Your news is not our business

Why personalized news recommendations and privacy are not mutually exclusive

At Cliqz we aim for content personalization and increased relevance of displayed news results without collecting private data, profiling or compromising our users’ privacy.

Cliqz started as a news recommendation product[1] in 2008. During development we realized that recommendations translate to search without the user having to clearly state an intent, basically search without a query. Cliqz search was born in 2013 and was quickly followed by the Cliqz browser, enabling us to ship our search product to users. News recommendations have remained one of the pillars of Cliqz along this journey.

There are technologically awe-inspiring content recommendation products out there, personalized to an almost uncanny degree. Some require a laborious setup, while others are learning from every move you make online, linking data points from different services on all your devices. While it is unquestionable that personalization implies usage of some sort of personal data, what truly is questionable is whether this data needs to be collected en masse and a priori, sent to some company’s servers and stored in the form of a user profile that can be comfortably acted upon.

While doing news recommendations at Cliqz, we made a few key choices which we strongly believe in, and which allow us to stay in line with our mission to always protect the user’s privacy:

  1. Individuals need a shared reality which we see as a continuously updated list of current events of general interest.
  2. Sources, i.e. news domains, are very important to individuals as they are a personal choice and imply trust; for example, political news is desired by individuals from a specific source in line with their beliefs, football news is desired by individuals from a particular team and source perspective, etc.
  3. Individual preferences can be represented by relatively large groups of people acting as interest filters.

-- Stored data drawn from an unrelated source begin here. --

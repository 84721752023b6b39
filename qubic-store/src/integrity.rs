//! Data-file integrity: decode every frame under `data/`, report corrupt
//! ones, optionally delete them.

use std::collections::HashMap;
use std::fs;
use std::path::Path;

use serde::Serialize;

use qubic_core::model::MatrixSnapshot;
use qubic_core::{QubicError, QubicResult};

/// Outcome of one integrity scan.
#[derive(Debug, Clone, Copy, Default, Serialize)]
pub struct IntegrityReport {
    pub checked: usize,
    pub corrupt: usize,
    pub repaired: usize,
}

/// Scan all `data/*.nrdb` files. With `repair` set, corrupt files are
/// deleted.
pub fn validate(base: &Path, repair: bool) -> QubicResult<IntegrityReport> {
    let mut report = IntegrityReport::default();
    for path in data_files(base)? {
        report.checked += 1;
        let ok = fs::read(&path)
            .map_err(QubicError::load)
            .and_then(|bytes| qubic_codec::decode(&bytes))
            .is_ok();
        if ok {
            continue;
        }
        report.corrupt += 1;
        if repair {
            match fs::remove_file(&path) {
                Ok(()) => {
                    tracing::warn!("removed corrupt data file {}", path.display());
                    report.repaired += 1;
                }
                Err(e) => tracing::warn!("could not remove {}: {e}", path.display()),
            }
        } else {
            tracing::warn!("corrupt data file {}", path.display());
        }
    }
    Ok(report)
}

/// Rebuild the snapshot index by decoding every readable data file.
/// Undecodable files are skipped; a later repair pass deals with them.
pub fn scan_snapshots(base: &Path) -> HashMap<String, MatrixSnapshot> {
    let mut out = HashMap::new();
    let Ok(paths) = data_files(base) else {
        return out;
    };
    for path in paths {
        let Ok(bytes) = fs::read(&path) else { continue };
        match qubic_codec::decode(&bytes) {
            Ok(data) => {
                let snap = MatrixSnapshot {
                    index_id: data.index_id.clone(),
                    version: data.version,
                    neuron_count: data.neurons.len(),
                    synapse_count: data.synapses.len(),
                    current_dim: data.current_dim,
                    total_energy: data.neurons.iter().map(|n| n.energy).sum(),
                    modified_at_unix: data.modified_at.timestamp(),
                };
                out.insert(data.index_id, snap);
            }
            Err(e) => tracing::warn!("skipping undecodable {}: {e}", path.display()),
        }
    }
    out
}

fn data_files(base: &Path) -> QubicResult<Vec<std::path::PathBuf>> {
    let dir = base.join("data");
    let mut out = Vec::new();
    let entries = match fs::read_dir(&dir) {
        Ok(e) => e,
        Err(e) if e.kind() == std::io::ErrorKind::NotFound => return Ok(out),
        Err(e) => return Err(QubicError::load(e)),
    };
    for entry in entries {
        let entry = entry.map_err(QubicError::load)?;
        let path = entry.path();
        if path.extension().and_then(|e| e.to_str()) == Some("nrdb") {
            out.push(path);
        }
    }
    out.sort();
    Ok(out)
}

Now let us explore how our choices translate into content recommendation lines offered to our users in every new tab opened in the Cliqz Browser, and how we make sure we safeguard the user’s privacy.

Figure 1: Cliqztab
Figure 1: Cliqztab

Top News

The shared reality mentioned above is assembled into Top News. The product translates into a limited, per-country list of news articles, aiming to keep Cliqz users informed about current events. All articles originate from hand-picked, well-respected and trusted news outlets in a particular country.

In order to determine the most relevant news, we first collect and process all articles that were published by those outlets during a defined timeframe, which we then compare among each other to form clusters around current events. The impact of these events, their prevalence on news sources, their presence on homepages and their times of publication all help to curate a list of Top News—updated hourly or every time a major story breaks.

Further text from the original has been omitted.